The Dufaure Law of 14 March 1872 is a repressive French law enacted to suppress the First International and its subsequent offshoots. Passed amidst the repression of the French Communes, which the International was falsely accused of organizing, it forced the organization underground in France.

Following the Communes in France, the republican government initially sought to establish a European agreement to suppress the International jointly with other powers. However, after this initiative proved unsuccessful, Adolphe Thiers and Jules Dufaure, his Minister of Justice, decided to pass this law, which criminalized membership in the organization and banned its existence in France. As early as 1873, it was used in French trials to dismantle the International.

In 1882 to 1883, French authorities reused this law to target anarchists accused of belonging to the Black International, at a time when they were unable to prove their participation in the insurrections or bombings occurring across the country. The Trial of the 66 in January 1883 was based entirely on the Dufaure Law and led to the conviction of nearly all the defendants.

== History ==

=== Context: First International and Communes in France ===
The International Workingmen's Association (IWA), or the First International, was a workers' association founded in London in 1864. It was a fundamental organization in the history of the workers' movement, quickly bringing together many figures linked to its history, such as Karl Marx, Mikhail Bakunin, James Guillaume, Friedrich Engels, Errico Malatesta, and Carlo Cafiero.
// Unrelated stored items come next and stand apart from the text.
//! Pagination clamp helpers shared by repository list queries.

/// Default page size for list queries.
pub const DEFAULT_PAGE_LIMIT: i64 = 50;

/// Hard ceiling on page size for list queries.
pub const MAX_PAGE_LIMIT: i64 = 200;

/// Clamp a user-provided limit to `[1, max]`, falling back to `default`.
pub fn clamp_limit(limit: Option<i64>, default: i64, max: i64) -> i64 {
    limit.unwrap_or(default).max(1).min(max)
}

/// Clamp a user-provided offset to non-negative.
pub fn clamp_offset(offset: Option<i64>) -> i64 {
    offset.unwrap_or(0).max(0)
}

// ---------------------------------------------------------------------------
// Tests
// ---------------------------------------------------------------------------

#[cfg(test)]
mod tests {
    use super::*;

    #[test]
    fn limit_uses_default_when_none() {
        assert_eq!(clamp_limit(None, 50, 200), 50);
    }

    #[test]
    fn limit_respects_max() {
        assert_eq!(clamp_limit(Some(500), 50, 200), 200);
    }

    #[test]
    fn limit_floors_at_one() {
        assert_eq!(clamp_limit(Some(0), 50, 200), 1);
        assert_eq!(clamp_limit(Some(-3), 50, 200), 1);
    }

    #[test]
    fn offset_floors_at_zero() {
        assert_eq!(clamp_offset(None), 0);
        assert_eq!(clamp_offset(Some(-10)), 0);
        assert_eq!(clamp_offset(Some(25)), 25);
    }
}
Different political movements were represented, ranging from anarchism to Marxism, as well as more moderate socialists and Proudhonists.
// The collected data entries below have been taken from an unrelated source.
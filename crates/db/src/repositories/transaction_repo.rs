//! Repository for the append-only `ledger_transactions` table.
//!
//! No update or delete exists by design; corrections are modeled as new
//! refund/adjustment rows whose meta references the original entry.

use centime_core::ledger::TxType;
use centime_core::pagination::{clamp_limit, DEFAULT_PAGE_LIMIT, MAX_PAGE_LIMIT};
use centime_core::types::{Timestamp, UserId};
use sqlx::{PgConnection, PgPool};

use crate::models::transaction::{
    LedgerTransaction, NewTransaction, TransactionPage, TransactionQuery,
};

/// Column list shared across queries to avoid repetition.
const COLUMNS: &str = "id, user_id, tx_type, amount_tokens, source, ref_id, \
    currency, amount_fiat_cents, provider, model, meta, created_at";

/// Provides append (ledger-internal) and query operations for the log.
pub struct TransactionRepo;

impl TransactionRepo {
    /// Insert one ledger row inside an open ledger transaction.
    ///
    /// Only callable from `LedgerRepo` atomic units, which is what keeps
    /// the wallet cache invariant intact.
    pub(crate) async fn insert(
        conn: &mut PgConnection,
        row: &NewTransaction,
    ) -> Result<LedgerTransaction, sqlx::Error> {
        let query = format!(
            "INSERT INTO ledger_transactions
                (user_id, tx_type, amount_tokens, source, ref_id, currency,
                 amount_fiat_cents, provider, model, meta)
             VALUES ($1, $2, $3, $4, $5, $6, $7, $8, $9, $10)
             RETURNING {COLUMNS}"
        );
        sqlx::query_as::<_, LedgerTransaction>(&query)
            .bind(row.user_id)
            .bind(row.tx_type.as_str())
            .bind(row.amount_tokens)
            .bind(&row.source)
            .bind(&row.ref_id)
            .bind(&row.currency)
            .bind(row.amount_fiat_cents)
            .bind(&row.provider)
            .bind(&row.model)
            .bind(&row.meta)
            .fetch_one(&mut *conn)
            .await
    }

    /// Find the committed transaction for an idempotency key, if any.
    pub(crate) async fn find_by_ref(
        conn: &mut PgConnection,
        user_id: UserId,
        tx_type: TxType,
        ref_id: &str,
    ) -> Result<Option<LedgerTransaction>, sqlx::Error> {
        let query = format!(
            "SELECT {COLUMNS} FROM ledger_transactions
             WHERE user_id = $1 AND tx_type = $2 AND ref_id = $3"
        );
        sqlx::query_as::<_, LedgerTransaction>(&query)
            .bind(user_id)
            .bind(tx_type.as_str())
            .bind(ref_id)
            .fetch_optional(&mut *conn)
            .await
    }

    /// The open hold for `(user_id, ref_id)`: a hold row with no release
    /// row for the same ref.
    pub(crate) async fn find_open_hold(
        conn: &mut PgConnection,
        user_id: UserId,
        ref_id: &str,
    ) -> Result<Option<LedgerTransaction>, sqlx::Error> {
        let query = format!(
            "SELECT {COLUMNS} FROM ledger_transactions h
             WHERE h.user_id = $1 AND h.tx_type = 'hold' AND h.ref_id = $2
               AND NOT EXISTS (
                   SELECT 1 FROM ledger_transactions r
                   WHERE r.user_id = h.user_id
                     AND r.tx_type = 'hold_release'
                     AND r.ref_id = h.ref_id
               )"
        );
        sqlx::query_as::<_, LedgerTransaction>(&query)
            .bind(user_id)
            .bind(ref_id)
            .fetch_optional(&mut *conn)
            .await
    }

    /// Query the log with filters and cursor pagination, newest first.
    ///
    /// The cursor is a strict upper bound on `id`, so pages never drift
    /// under concurrent writes the way offset pagination does.
    pub async fn query(
        pool: &PgPool,
        params: &TransactionQuery,
    ) -> Result<TransactionPage, sqlx::Error> {
        let limit = clamp_limit(params.limit, DEFAULT_PAGE_LIMIT, MAX_PAGE_LIMIT);

        let (where_clause, bind_values, bind_idx) = build_transaction_filter(params);

        let query = format!(
            "SELECT {COLUMNS} FROM ledger_transactions {where_clause} \
             ORDER BY id DESC \
             LIMIT ${bind_idx}"
        );

        let mut q = sqlx::query_as::<_, LedgerTransaction>(&query);
        for value in &bind_values {
            q = match value {
                BindValue::BigInt(v) => q.bind(v),
                BindValue::Text(v) => q.bind(v),
                BindValue::Timestamp(v) => q.bind(v),
            };
        }
        let items = q.bind(limit).fetch_all(pool).await?;

        let next_cursor = if items.len() as i64 == limit {
            items.last().map(|t| t.id)
        } else {
            None
        };

        Ok(TransactionPage { items, next_cursor })
    }

    /// Replay the log into a balance (audit path). Excludes `hold` rows,
    /// which are balance-neutral by convention.
    pub async fn replayed_balance(pool: &PgPool, user_id: UserId) -> Result<i64, sqlx::Error> {
        sqlx::query_scalar::<_, i64>(
            "SELECT COALESCE(SUM(amount_tokens), 0)::BIGINT
             FROM ledger_transactions
             WHERE user_id = $1 AND tx_type <> 'hold'",
        )
        .bind(user_id)
        .fetch_one(pool)
        .await
    }

    /// Open holds created before `cutoff`, oldest first (stale-hold
    /// reclamation sweep).
    pub async fn stale_holds(
        pool: &PgPool,
        cutoff: Timestamp,
        limit: i64,
    ) -> Result<Vec<LedgerTransaction>, sqlx::Error> {
        let query = format!(
            "SELECT {COLUMNS} FROM ledger_transactions h
             WHERE h.tx_type = 'hold' AND h.created_at < $1
               AND NOT EXISTS (
                   SELECT 1 FROM ledger_transactions r
                   WHERE r.user_id = h.user_id
                     AND r.tx_type = 'hold_release'
                     AND r.ref_id = h.ref_id
               )
             ORDER BY h.created_at ASC
             LIMIT $2"
        );
        sqlx::query_as::<_, LedgerTransaction>(&query)
            .bind(cutoff)
            .bind(limit)
            .fetch_all(pool)
            .await
    }

    /// Total debited tokens (spends plus hold settlements) in `[from, to)`.
    pub async fn debit_total_between(
        pool: &PgPool,
        user_id: UserId,
        from: Timestamp,
        to: Timestamp,
    ) -> Result<i64, sqlx::Error> {
        sqlx::query_scalar::<_, i64>(
            "SELECT COALESCE(SUM(-amount_tokens), 0)::BIGINT
             FROM ledger_transactions
             WHERE user_id = $1
               AND tx_type IN ('spend', 'hold_release')
               AND created_at >= $2 AND created_at < $3",
        )
        .bind(user_id)
        .bind(from)
        .bind(to)
        .fetch_one(pool)
        .await
    }

    /// Users with any debit activity since `since` (spend-spike sweep
    /// candidates).
    pub async fn users_with_debits_since(
        pool: &PgPool,
        since: Timestamp,
    ) -> Result<Vec<UserId>, sqlx::Error> {
        sqlx::query_scalar::<_, UserId>(
            "SELECT DISTINCT user_id
             FROM ledger_transactions
             WHERE tx_type IN ('spend', 'hold_release') AND created_at >= $1",
        )
        .bind(since)
        .fetch_all(pool)
        .await
    }
}

// ---------------------------------------------------------------------------
// Internal helpers for dynamic query building
// ---------------------------------------------------------------------------

/// Typed bind value for dynamically-built log queries.
enum BindValue {
    BigInt(i64),
    Text(String),
    Timestamp(Timestamp),
}

/// Build a WHERE clause and bind values from `TransactionQuery` filters.
///
/// Returns `(where_clause, bind_values, next_bind_index)`. The
/// `where_clause` is empty if no filters are active, or starts with
/// `WHERE `.
fn build_transaction_filter(params: &TransactionQuery) -> (String, Vec<BindValue>, u32) {
    let mut conditions: Vec<String> = Vec::new();
    let mut bind_idx = 1u32;
    let mut bind_values: Vec<BindValue> = Vec::new();

    if let Some(user_id) = params.user_id {
        conditions.push(format!("user_id = ${bind_idx}"));
        bind_idx += 1;
        bind_values.push(BindValue::BigInt(user_id));
    }

    if let Some(ref tx_type) = params.tx_type {
        conditions.push(format!("tx_type = ${bind_idx}"));
        bind_idx += 1;
        bind_values.push(BindValue::Text(tx_type.clone()));
    }

    if let Some(ref provider) = params.provider {
        conditions.push(format!("provider = ${bind_idx}"));
        bind_idx += 1;
        bind_values.push(BindValue::Text(provider.clone()));
    }

    if let Some(ref model) = params.model {
        conditions.push(format!("model = ${bind_idx}"));
        bind_idx += 1;
        bind_values.push(BindValue::Text(model.clone()));
    }

    if let Some(ref source) = params.source {
        conditions.push(format!("source = ${bind_idx}"));
        bind_idx += 1;
        bind_values.push(BindValue::Text(source.clone()));
    }

    if let Some(ref ref_id) = params.ref_id {
        conditions.push(format!("ref_id = ${bind_idx}"));
        bind_idx += 1;
        bind_values.push(BindValue::Text(ref_id.clone()));
    }

    if let Some(from) = params.from {
        conditions.push(format!("created_at >= ${bind_idx}"));
        bind_idx += 1;
        bind_values.push(BindValue::Timestamp(from));
    }

    if let Some(to) = params.to {
        conditions.push(format!("created_at <= ${bind_idx}"));
        bind_idx += 1;
        bind_values.push(BindValue::Timestamp(to));
    }

    if let Some(cursor) = params.cursor {
        conditions.push(format!("id < ${bind_idx}"));
        bind_idx += 1;
        bind_values.push(BindValue::BigInt(cursor));
    }

    let where_clause = if conditions.is_empty() {
        String::new()
    } else {
        format!("WHERE {}", conditions.join(" AND "))
    };

    (where_clause, bind_values, bind_idx)
}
In 1870, the Second Empire collapsed, brought down by its rapid defeat and the capture of Napoleon III in the Franco-Prussian War. A more or less self-proclaimed republican government took power and decided to negotiate with the Prussians to end the war and the occupation of the territory. The Parisian population, which was under siege, refused to submit to the demands of Adolphe Thiers's government to surrender their weapons. A large-scale insurrectionary and revolutionary episode, the Paris Commune, began when the government attempted to disarm the National Guard. This movement was accompanied by numerous other Communes across France, such as the one in Lyon, in which Bakunin participated.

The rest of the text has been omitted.